I don't know why this post is being downvoted, but in any case I have a better idea: use it as a rationality exercise to figure out whether he is a crackpot without acquiring any additional biological/medical knowledge or consulting any biological/medical experts. I bet you can convince yourself to a near-certainty (my feeling is something like a 10^-7 chance of being wrong) that he is a crackpot using only information already available to you and some good heuristics.
Of course you may wish to consult John Baez's Crackpot Index, which is funny and insightful. But the best heuristics I can suggest are the three points of Sean Carroll's Alternative Science Respectability Checklist:
- Acquire basic competency in whatever field of science your discovery belongs to.

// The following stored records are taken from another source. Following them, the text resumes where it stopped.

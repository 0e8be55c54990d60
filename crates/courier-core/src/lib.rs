//! courier-core: action execution and named-user reconciliation.
//!
//! Two pipelines share one store:
//!
//! - **Actions.** An actions payload (a JSON object of name → value) is split
//!   into one [`ActionRunner`](action::ActionRunner) call per entry. The
//!   [`ActionCoordinator`](action::ActionCoordinator) tells its host once every
//!   action in the batch has completed.
//! - **Identity.** [`NamedUser`](named_user::NamedUser) persists the named
//!   user id under a change token and schedules reconciliation jobs on the
//!   [`JobDispatcher`](job::JobDispatcher). Jobs re-read current state when
//!   they run and discard work captured under a superseded token.
//!
//! [`Courier`] wires both around a [`KeyValueStore`](store::KeyValueStore).

pub mod action;
pub mod channel;
pub mod config;
pub mod courier;
pub mod error;
pub mod io;
pub mod job;
pub mod ledger;
pub mod named_user;
pub mod paths;
pub mod remote;
pub mod store;

pub use courier::Courier;
pub use error::{CourierError, Result};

- Understand, and make a good-faith effort to confront, the fundamental objections to your claims within established science.
- Present your discovery in a way that is complete, transparent, and unambiguous.

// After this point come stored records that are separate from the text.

use std::panic::AssertUnwindSafe;
use std::sync::Arc;

use tokio::sync::oneshot;
use tracing::{debug, warn};

use super::{ActionArguments, ActionRegistry, ActionResult};

type Callback = Box<dyn FnOnce(ActionResult) + Send>;

// ---------------------------------------------------------------------------
// Completion
// ---------------------------------------------------------------------------

/// Single-resolution completion for one action run.
///
/// `finish` consumes the handle, so a result can be delivered at most once.
/// A handle dropped without `finish` resolves itself with an `Error` result,
/// so the receiving side always hears back exactly once.
pub struct Completion {
    callback: Option<Callback>,
}

impl Completion {
    pub fn new(callback: impl FnOnce(ActionResult) + Send + 'static) -> Self {
        Self {
            callback: Some(Box::new(callback)),
        }
    }

    /// A completion whose result arrives on the returned receiver.
    pub fn channel() -> (Self, oneshot::Receiver<ActionResult>) {
        let (tx, rx) = oneshot::channel();
        let completion = Self::new(move |result| {
            let _ = tx.send(result);
        });
        (completion, rx)
    }

    pub fn finish(mut self, result: ActionResult) {
        if let Some(callback) = self.callback.take() {
            callback(result);
        }
    }
}

impl Drop for Completion {
    fn drop(&mut self) {
        if let Some(callback) = self.callback.take() {
            warn!("action completion dropped without a result");
            callback(ActionResult::error("action finished without reporting a result"));
        }
    }
}

// ---------------------------------------------------------------------------
// ActionRunner
// ---------------------------------------------------------------------------

/// Runs a single named action. Must not block the caller; the result is
/// delivered through `completion`, exactly once.
pub trait ActionRunner: Send + Sync {
    fn run(&self, name: &str, args: ActionArguments, completion: Completion);
}

/// Default runner: resolves names against an [`ActionRegistry`] and drives
/// each action on its own tokio task.
#[derive(Clone)]
pub struct RegistryRunner {
    registry: Arc<ActionRegistry>,
}

impl RegistryRunner {
    pub fn new(registry: Arc<ActionRegistry>) -> Self {
        Self { registry }
    }

    pub fn registry(&self) -> &ActionRegistry {
        &self.registry
    }
}

impl ActionRunner for RegistryRunner {
    fn run(&self, name: &str, args: ActionArguments, completion: Completion) {
        let Some(action) = self.registry.get(name) else {
            debug!(action = %name, "no action registered, rejecting");
            completion.finish(ActionResult::rejected());
            return;
        };

        match std::panic::catch_unwind(AssertUnwindSafe(|| action.accepts(&args))) {
            Ok(true) => {}
            Ok(false) => {
                debug!(action = %name, situation = %args.situation(), "action declined arguments");
                completion.finish(ActionResult::rejected());
                return;
            }
            Err(_) => {
                warn!(action = %name, "action panicked while checking arguments");
                completion.finish(ActionResult::error("action panicked"));
                return;
            }
        }

        let Ok(handle) = tokio::runtime::Handle::try_current() else {
            warn!(action = %name, "no async runtime available to run action");
            completion.finish(ActionResult::error("no async runtime available"));
            return;
        };

        let future = match std::panic::catch_unwind(AssertUnwindSafe(|| action.perform(args))) {
            Ok(future) => future,
            Err(_) => {
                warn!(action = %name, "action panicked before starting");
                completion.finish(ActionResult::error("action panicked"));
                return;
            }
        };

        let name = name.to_string();
        handle.spawn(async move {
            // Run on a nested task so a panic surfaces as a JoinError.
            let result = match tokio::spawn(future).await {
                Ok(result) => result,
                Err(e) => {
                    warn!(action = %name, error = %e, "action task failed");
                    ActionResult::error(format!("action task failed: {e}"))
                }
            };
            debug!(action = %name, status = ?result.status(), "action finished");
            completion.finish(result);
        });
    }
}

// ---------------------------------------------------------------------------
// Tests
// ---------------------------------------------------------------------------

See also Scott Aaronson's extremely good Ten Signs a Claimed Mathematical Breakthrough is Wrong, which makes the point that you can usually confer crackpot status on the basis of superficial characteristics alone, and his Eight Signs A Claimed P≠NP Proof Is Wrong, which is some sense a specific instantiation of Carroll's three points (especially the first two).
From these kinds of heuristics and some simple observations, the guy is too obviously a crackpot to even be worth asking an expert about.
I'll point out just a couple of things:
1e-7 seems too strong. That's 1 in 10 million.
In a different forum I frequent ( The Ornery American ), a regular member there (LetterRip) has recently been making an extraordinary claim - a new theory of medicine he has devised that relates and can contribute in the cure of several neurological-related conditions.
I understand that the prior probabilities for him being a crank are much much higher than him being a new Louis Pasteur. Still I was wondering if there is anyone here with sufficient medical/medicinal knowledge that they can easily determine if there's something obviously ludicrous in LetterRip's theory, or even the opposite: if indeed there's something there that makes sense and is worth investigating.
Here are some of the relevant threads he began:
- where he requests contacts
- where he publishes portion of his theory as a Kindle book
- where he announces more "breakthroughs" and insights and offers to cure or at least alleviate simple ailments
Once again: I understand it's highly unlikely there's anything in his theory; still, I felt a cost-benefit analysis justified my making this post here.
So... anyone with enough understanding of biology/medicine to evaluate these claims of his?